→ EXERCISE REQUIREMENTS: Write only the count of lines that hold the word "ValueEnum" in the listing.

→ DATA SUPPLIED:

//! VeduInput CLI entry point

use std::process::ExitCode;

use clap::Parser;

use vedu_input::cli::{
    app::{load_merged_config, run_input, EXIT_ERROR, EXIT_USAGE_ERROR},
    args::{Cli, Commands},
    config_cmd::handle_config_command,
    logging::init_logging,
    presenter::Presenter,
    InputOptions,
};
use vedu_input::domain::config::AppConfig;
use vedu_input::infrastructure::{InjectorBackend, XdgConfigStore};

#[tokio::main(flavor = "multi_thread", worker_threads = 2)]
async fn main() -> ExitCode {
    let cli = Cli::parse();
    init_logging(cli.verbose);
    let presenter = Presenter::new();

    let command = match cli.command {
        Commands::Config { action } => {
            let store = XdgConfigStore::new();
            if let Err(e) = handle_config_command(action, &store, &presenter).await {
                presenter.error(&e.to_string());
                return ExitCode::from(EXIT_ERROR);
            }
            return ExitCode::SUCCESS;
        }
        Commands::Input(command) => command,
    };

    // Build CLI config from args
    let cli_config = AppConfig {
        backend: cli.backend,
        scan_code: cli.scan_code,
        ..Default::default()
    };

    // Merge config
    let config = load_merged_config(cli_config).await;

    let backend = match config.backend_or_default().parse::<InjectorBackend>() {
        Ok(b) => b,
        Err(e) => {
            presenter.error(&e.to_string());
            return ExitCode::from(EXIT_USAGE_ERROR);
        }
    };

    let scan_code = match config.parse_scan_code() {
        Ok(code) => code,
        Err(e) => {
            presenter.error(&e.to_string());
            return ExitCode::from(EXIT_USAGE_ERROR);
        }
    };

    let click_delay = match config.parse_click_delay() {
        Ok(d) => d,
        Err(e) => {
            presenter.error(&format!("Invalid click_delay: {}", e));
            return ExitCode::from(EXIT_USAGE_ERROR);
        }
    };

    let key_delay = match config.parse_key_delay() {
        Ok(d) => d,
        Err(e) => {
            presenter.error(&format!("Invalid key_delay: {}", e));
            return ExitCode::from(EXIT_USAGE_ERROR);
        }
    };

    let options = InputOptions {
        backend,
        scan_code,
        click_delay,
        key_delay,
    };

    run_input(command, options).await
}
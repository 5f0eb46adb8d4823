//! CLI argument definitions using Clap

use clap::{Parser, Subcommand, ValueEnum};

use crate::domain::input::{Delay, KeyStateMask, MouseButton, ScanCode, VirtualKey};
use crate::infrastructure::InjectorBackend;

/// VeduInput - synthetic mouse and keyboard input
#[derive(Parser, Debug)]
#[command(name = "vedu-input")]
#[command(version)]
#[command(about = "Synthesize mouse and keyboard input and query key state")]
#[command(long_about = None)]
pub struct Cli {
    /// Input backend (native, enigo, noop)
    #[arg(
        short = 'b',
        long,
        global = true,
        value_name = "BACKEND",
        env = "VEDU_INPUT_BACKEND"
    )]
    pub backend: Option<String>,

    /// Hardware scan code sent with keyboard events (e.g., 0x45)
    #[arg(long, global = true, value_name = "CODE")]
    pub scan_code: Option<String>,

    /// Log every injected event to stderr
    #[arg(short = 'v', long, global = true)]
    pub verbose: bool,

    #[command(subcommand)]
    pub command: Commands,
}

/// Subcommands
#[derive(Subcommand, Debug)]
pub enum Commands {
    #[command(flatten)]
    Input(InputCommand),

    /// Manage configuration
    Config {
        #[command(subcommand)]
        action: ConfigAction,
    },
}

/// Input subcommands, one per facade operation
#[derive(Subcommand, Debug, Clone)]
pub enum InputCommand {
    /// Move the pointer by X, Y
    #[command(allow_negative_numbers = true)]
    Move {
        /// Horizontal delta
        x: i32,
        /// Vertical delta
        y: i32,
    },
    /// Click a mouse button (down, wait, up)
    Click {
        /// Button to click
        #[arg(value_enum, default_value_t = ButtonArg::Left)]
        button: ButtonArg,
        /// Time between down and up (e.g., 50, 50ms, 1s)
        #[arg(short = 'd', long, value_name = "TIME")]
        delay: Option<Delay>,
    },
    /// Press a key (down, wait, up)
    Press {
        /// Key code, letter/digit, or name (e.g., 0x41, a, enter)
        key: VirtualKey,
        /// Time between down and up
        #[arg(short = 'd', long, value_name = "TIME")]
        delay: Option<Delay>,
    },
    /// Wait, then send a single key down
    Down {
        /// Key code, letter/digit, or name
        key: VirtualKey,
        /// Time before the event
        #[arg(short = 'd', long, value_name = "TIME")]
        delay: Option<Delay>,
    },
    /// Wait, then send a single key up
    Up {
        /// Key code, letter/digit, or name
        key: VirtualKey,
        /// Time before the event
        #[arg(short = 'd', long, value_name = "TIME")]
        delay: Option<Delay>,
    },
    /// Print whether a key is pressed
    State {
        /// Key code, letter/digit, or name
        key: VirtualKey,
        /// State bits to test (down, pressed, any, or a code)
        #[arg(short = 'm', long, default_value = "down")]
        mask: KeyStateMask,
    },
}

/// Config action subcommands
#[derive(Subcommand, Debug)]
pub enum ConfigAction {
    /// Create config file with defaults
    Init,
    /// Set a config value
    Set {
        /// Config key
        key: String,
        /// Config value
        value: String,
    },
    /// Get a config value
    Get {
        /// Config key
        key: String,
    },
    /// List all config values
    List,
    /// Show config file path
    Path,
}

/// Mouse button argument for clap ValueEnum
#[derive(Copy, Clone, Debug, PartialEq, Eq, ValueEnum)]
pub enum ButtonArg {
    Left,
    Right,
    #[value(alias = "scroll")]
    Middle,
}

impl From<ButtonArg> for MouseButton {
    fn from(arg: ButtonArg) -> Self {
        match arg {
            ButtonArg::Left => MouseButton::Left,
            ButtonArg::Right => MouseButton::Right,
            ButtonArg::Middle => MouseButton::Middle,
        }
    }
}

/// Resolved settings for an input command
#[derive(Debug, Clone, Copy)]
pub struct InputOptions {
    pub backend: InjectorBackend,
    pub scan_code: ScanCode,
    /// Used when `click` has no `--delay`
    pub click_delay: Delay,
    /// Used when `press`, `down` or `up` has no `--delay`
    pub key_delay: Delay,
}

/// Valid config keys
pub const VALID_CONFIG_KEYS: &[&str] = &["backend", "scan_code", "click_delay", "key_delay"];

/// Check if a config key is valid
pub fn is_valid_config_key(key: &str) -> bool {
    VALID_CONFIG_KEYS.contains(&key)
}

#[cfg(test)]
mod tests {
    use super::*;
    use clap::CommandFactory;

    #[test]
    fn cli_parses_move_with_negative_numbers() {
        let cli = Cli::parse_from(["vedu-input", "move", "-10", "25"]);
        assert!(matches!(
            cli.command,
            Commands::Input(InputCommand::Move { x: -10, y: 25 })
        ));
    }

    #[test]
    fn cli_parses_click_defaults() {
        let cli = Cli::parse_from(["vedu-input", "click"]);
        if let Commands::Input(InputCommand::Click { button, delay }) = cli.command {
            assert_eq!(button, ButtonArg::Left);
            assert!(delay.is_none());
        } else {
            panic!("Expected Click command");
        }
    }

    #[test]
    fn cli_parses_click_with_delay() {
        let cli = Cli::parse_from(["vedu-input", "click", "right", "-d", "50ms"]);
        if let Commands::Input(InputCommand::Click { button, delay }) = cli.command {
            assert_eq!(button, ButtonArg::Right);
            assert_eq!(delay, Some(Delay::from_millis(50)));
        } else {
            panic!("Expected Click command");
        }
    }

    #[test]
    fn cli_parses_press_key() {
        let cli = Cli::parse_from(["vedu-input", "press", "0x41", "--delay", "1s"]);
        if let Commands::Input(InputCommand::Press { key, delay }) = cli.command {
            assert_eq!(key, VirtualKey::new(0x41));
            assert_eq!(delay, Some(Delay::from_secs(1)));
        } else {
            panic!("Expected Press command");
        }
    }

    #[test]
    fn cli_parses_state_mask() {
        let cli = Cli::parse_from(["vedu-input", "state", "shift", "--mask", "any"]);
        if let Commands::Input(InputCommand::State { key, mask }) = cli.command {
            assert_eq!(key, VirtualKey::SHIFT);
            assert_eq!(mask, KeyStateMask::ANY);
        } else {
            panic!("Expected State command");
        }
    }

    #[test]
    fn cli_state_mask_defaults_to_down() {
        let cli = Cli::parse_from(["vedu-input", "state", "a"]);
        if let Commands::Input(InputCommand::State { mask, .. }) = cli.command {
            assert_eq!(mask, KeyStateMask::DOWN);
        } else {
            panic!("Expected State command");
        }
    }

    #[test]
    fn cli_rejects_invalid_delay() {
        assert!(Cli::try_parse_from(["vedu-input", "click", "-d", "soon"]).is_err());
    }

    #[test]
    fn cli_rejects_invalid_key() {
        assert!(Cli::try_parse_from(["vedu-input", "press", "nosuchkey"]).is_err());
    }

    #[test]
    fn cli_parses_global_flags_after_subcommand() {
        let cli = Cli::parse_from([
            "vedu-input",
            "up",
            "tab",
            "--backend",
            "noop",
            "--scan-code",
            "0x1c",
            "-v",
        ]);
        assert_eq!(cli.backend, Some("noop".to_string()));
        assert_eq!(cli.scan_code, Some("0x1c".to_string()));
        assert!(cli.verbose);
    }

    #[test]
    fn cli_parses_config_set() {
        let cli = Cli::parse_from(["vedu-input", "config", "set", "click_delay", "20ms"]);
        if let Commands::Config {
            action: ConfigAction::Set { key, value },
        } = cli.command
        {
            assert_eq!(key, "click_delay");
            assert_eq!(value, "20ms");
        } else {
            panic!("Expected Config Set command");
        }
    }

    #[test]
    fn cli_accepts_scroll_as_middle() {
        let cli = Cli::parse_from(["vedu-input", "click", "scroll"]);
        if let Commands::Input(InputCommand::Click { button, .. }) = cli.command {
            assert_eq!(button, ButtonArg::Middle);
        } else {
            panic!("Expected Click command");
        }
    }

    #[test]
    fn button_arg_converts_to_mouse_button() {
        assert_eq!(MouseButton::from(ButtonArg::Left), MouseButton::Left);
        assert_eq!(MouseButton::from(ButtonArg::Middle), MouseButton::Middle);
    }

    #[test]
    fn valid_config_keys() {
        assert!(is_valid_config_key("backend"));
        assert!(is_valid_config_key("key_delay"));
        assert!(!is_valid_config_key("invalid_key"));
    }

    #[test]
    fn verify_cli() {
        Cli::command().debug_assert();
    }
}
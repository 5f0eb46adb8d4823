//! CLI presenter for output formatting

use colored::*;

/// Presenter for CLI output formatting
pub struct Presenter;

impl Presenter {
    /// Create a new presenter
    pub fn new() -> Self {
        Self
    }

    /// Print info message to stderr
    pub fn info(&self, message: &str) {
        eprintln!("{} {}", "ℹ".cyan(), message);
    }

    /// Print success message to stderr
    pub fn success(&self, message: &str) {
        eprintln!("{} {}", "✓".green(), message);
    }

    /// Print warning message to stderr
    pub fn warn(&self, message: &str) {
        eprintln!("{} {}", "⚠".yellow(), message);
    }

    /// Print error message to stderr
    pub fn error(&self, message: &str) {
        eprintln!("{} {}", "✗".red(), message);
    }

    /// Output text to stdout (machine-readable results)
    pub fn output(&self, text: &str) {
        println!("{}", text);
    }

    /// Print a key-value pair (for config list)
    pub fn key_value(&self, key: &str, value: &str) {
        println!("{}: {}", key.cyan(), value);
    }

    /// Word printed for a key-state query result
    pub fn key_state_word(pressed: bool) -> &'static str {
        if pressed {
            "pressed"
        } else {
            "released"
        }
    }
}

impl Default for Presenter {
    fn default() -> Self {
        Self::new()
    }
}
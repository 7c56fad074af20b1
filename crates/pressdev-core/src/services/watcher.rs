//! `grunt watch --dev` in the primary folder, with its output turned into
//! ready/rebuilding transitions.

use super::ServiceContext;
use crate::bus::{actions, ActionBus, Payload};
use crate::config::{FolderRole, Settings};
use crate::error::Result;
use crate::paths::build_config;
use crate::process::{command_in, ExitOutcome, ProcessSlot};
use crate::status::{Status, StatusSink, SERVICE_BUILD};
use crate::watch::{watch_file, FileWatch, DEBOUNCE};
use std::path::{Path, PathBuf};
use std::sync::{Arc, Mutex, PoisonError};

/// grunt prints this once a build pass is done and it is idle again.
pub const IDLE_MARKER: &str = "Waiting...";

const HANDLER_ID: &str = "build";
/// Runs ahead of the installer's settings handler.
const SETTINGS_PRIORITY: i32 = 9;
const PRIORITY: i32 = 10;

#[derive(Debug, Clone, Copy, PartialEq, Eq)]
pub enum LineKind {
    Idle,
    Other,
}

pub fn classify(line: &str) -> LineKind {
    if line.trim().ends_with(IDLE_MARKER) {
        LineKind::Idle
    } else {
        LineKind::Other
    }
}

#[derive(Debug, Clone, Copy, PartialEq, Eq)]
pub enum BuildState {
    Starting,
    Ready,
    Rebuilding,
}

/// Status change implied by one line of watcher output.
#[derive(Debug, Clone, Copy, PartialEq, Eq)]
pub enum Transition {
    Unchanged,
    /// Idle again. `first` is set for the first idle line of the process.
    Ready { first: bool },
    Rebuilding,
}

/// Per-process output state machine: `Starting → Ready ⇄ Rebuilding`.
#[derive(Debug)]
pub struct BuildTracker {
    state: BuildState,
    seen_idle: bool,
}

impl Default for BuildTracker {
    fn default() -> Self {
        Self {
            state: BuildState::Starting,
            seen_idle: false,
        }
    }
}

impl BuildTracker {
    pub fn state(&self) -> BuildState {
        self.state
    }

    pub fn observe(&mut self, line: &str) -> Transition {
        match (classify(line), self.state) {
            (LineKind::Idle, _) => {
                let first = !self.seen_idle;
                self.seen_idle = true;
                self.state = BuildState::Ready;
                Transition::Ready { first }
            }
            (LineKind::Other, BuildState::Ready) => {
                self.state = BuildState::Rebuilding;
                Transition::Rebuilding
            }
            (LineKind::Other, _) => Transition::Unchanged,
        }
    }
}

pub struct AssetWatcher {
    ctx: ServiceContext,
    slot: ProcessSlot,
    primary: Mutex<Option<PathBuf>>,
    config_watch: Mutex<Option<FileWatch>>,
}

impl AssetWatcher {
    pub fn new(ctx: ServiceContext) -> Arc<Self> {
        Arc::new(Self {
            ctx,
            slot: ProcessSlot::new("grunt watch"),
            primary: Mutex::new(None),
            config_watch: Mutex::new(None),
        })
    }

    pub fn slot(&self) -> &ProcessSlot {
        &self.slot
    }

    pub fn register(self: &Arc<Self>) {
        let folder = self
            .ctx
            .prefs
            .snapshot()
            .folder(FolderRole::Primary)
            .map(Path::to_path_buf);
        self.set_primary(folder);

        let bus = &self.ctx.bus;
        let weak = Arc::downgrade(self);
        bus.register(actions::INSTALL_FINISHED, HANDLER_ID, PRIORITY, move |p| {
            if *p == Payload::Folder(FolderRole::Primary) {
                if let Some(this) = weak.upgrade() {
                    this.spawn_start();
                }
            }
            Ok(())
        });

        let weak = Arc::downgrade(self);
        bus.register(
            actions::SETTINGS_CHANGED,
            HANDLER_ID,
            SETTINGS_PRIORITY,
            move |p| {
                if let (Payload::Settings(s), Some(this)) = (p, weak.upgrade()) {
                    this.settings_changed(s);
                }
                Ok(())
            },
        );

        let weak = Arc::downgrade(self);
        bus.register(actions::SHUTDOWN, HANDLER_ID, PRIORITY, move |_| {
            if let Some(this) = weak.upgrade() {
                tokio::spawn(async move { this.stop().await });
            }
            Ok(())
        });
    }

    fn spawn_start(self: &Arc<Self>) {
        let this = Arc::clone(self);
        tokio::spawn(async move {
            if let Err(e) = this.start().await {
                tracing::warn!("grunt watch could not start: {e}");
                let msg = e.to_string();
                this.ctx
                    .status
                    .report(SERVICE_BUILD, Status::Error, Some(msg.as_str()));
            }
        });
    }

    /// The primary folder moved: stop watching it. A restart waits for the
    /// next `install_finished(primary)`.
    fn settings_changed(self: &Arc<Self>, settings: &Settings) {
        let folder = settings.folder(FolderRole::Primary).map(Path::to_path_buf);
        if !self.set_primary(folder) {
            return;
        }
        tracing::info!("primary folder changed, stopping grunt watch");
        let this = Arc::clone(self);
        tokio::spawn(async move { this.stop().await });
    }

    /// (Re)start the watch process, replacing any running one.
    pub async fn start(&self) -> Result<()> {
        self.ctx
            .status
            .report(SERVICE_BUILD, Status::Building, Some("Starting grunt watch"));
        self.slot.clear().await;

        if !self.ctx.bus.has_fired(actions::INSTALL_FINISHED) {
            tracing::debug!("dependencies not installed yet, not starting grunt");
            return Ok(());
        }
        let Some(folder) = self
            .ctx
            .prefs
            .snapshot()
            .folder(FolderRole::Primary)
            .map(Path::to_path_buf)
        else {
            tracing::debug!("primary folder not set, not starting grunt");
            return Ok(());
        };

        let grunt = folder.join("node_modules/grunt/bin/grunt");
        let mut cmd = command_in(&self.ctx.toolchain.node, &folder);
        cmd.arg(&grunt).args(["watch", "--dev"]);

        let bus = Arc::clone(&self.ctx.bus);
        let status = Arc::clone(&self.ctx.status);
        let exit_status = Arc::clone(&self.ctx.status);
        let mut tracker = BuildTracker::default();

        self.slot
            .replace(
                cmd,
                move |line| {
                    tracing::debug!("[grunt] {line}");
                    apply(tracker.observe(line), &bus, status.as_ref());
                },
                move |outcome| match outcome {
                    ExitOutcome::Killed => tracing::debug!("grunt watch killed"),
                    ExitOutcome::Exited { code: Some(0), .. } => {
                        tracing::info!("grunt watch exited");
                        exit_status.report(SERVICE_BUILD, Status::Stopped, None);
                    }
                    ExitOutcome::Exited { code, stderr } => {
                        tracing::warn!("grunt watch exited {code:?}: {}", stderr.trim());
                        exit_status.report(SERVICE_BUILD, Status::Error, Some("grunt watch exited"));
                    }
                    ExitOutcome::Failed(e) => {
                        tracing::warn!("grunt watch failed: {e}");
                        exit_status.report(SERVICE_BUILD, Status::Error, Some(e.as_str()));
                    }
                },
            )
            .await
    }

    pub async fn stop(&self) {
        if self.slot.clear().await {
            self.ctx.status.report(SERVICE_BUILD, Status::Stopped, None);
        }
    }

    /// Record the primary folder and move the `Gruntfile.js` watch with it.
    /// Returns true if the folder changed.
    fn set_primary(self: &Arc<Self>, folder: Option<PathBuf>) -> bool {
        {
            let mut primary = self.primary.lock().unwrap_or_else(PoisonError::into_inner);
            if *primary == folder {
                return false;
            }
            *primary = folder.clone();
        }

        let mut watch = self
            .config_watch
            .lock()
            .unwrap_or_else(PoisonError::into_inner);
        *watch = None;
        if let Some(folder) = folder {
            let weak = Arc::downgrade(self);
            match watch_file(&build_config(&folder), DEBOUNCE, move || {
                if let Some(this) = weak.upgrade() {
                    tracing::info!("Gruntfile.js changed, restarting grunt watch");
                    this.spawn_start();
                }
            }) {
                Ok(w) => *watch = Some(w),
                Err(e) => tracing::warn!("cannot watch Gruntfile.js in {}: {e}", folder.display()),
            }
        }
        true
    }
}

fn apply(transition: Transition, bus: &ActionBus, status: &dyn StatusSink) {
    match transition {
        Transition::Unchanged => {}
        Transition::Rebuilding => status.report(SERVICE_BUILD, Status::Rebuilding, None),
        Transition::Ready { first } => {
            status.report(SERVICE_BUILD, Status::Ready, None);
            if first {
                bus.fire(actions::FIRST_BUILD_FINISHED, Payload::Empty);
            }
        }
    }
}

→ RESPONSE BELOW: 3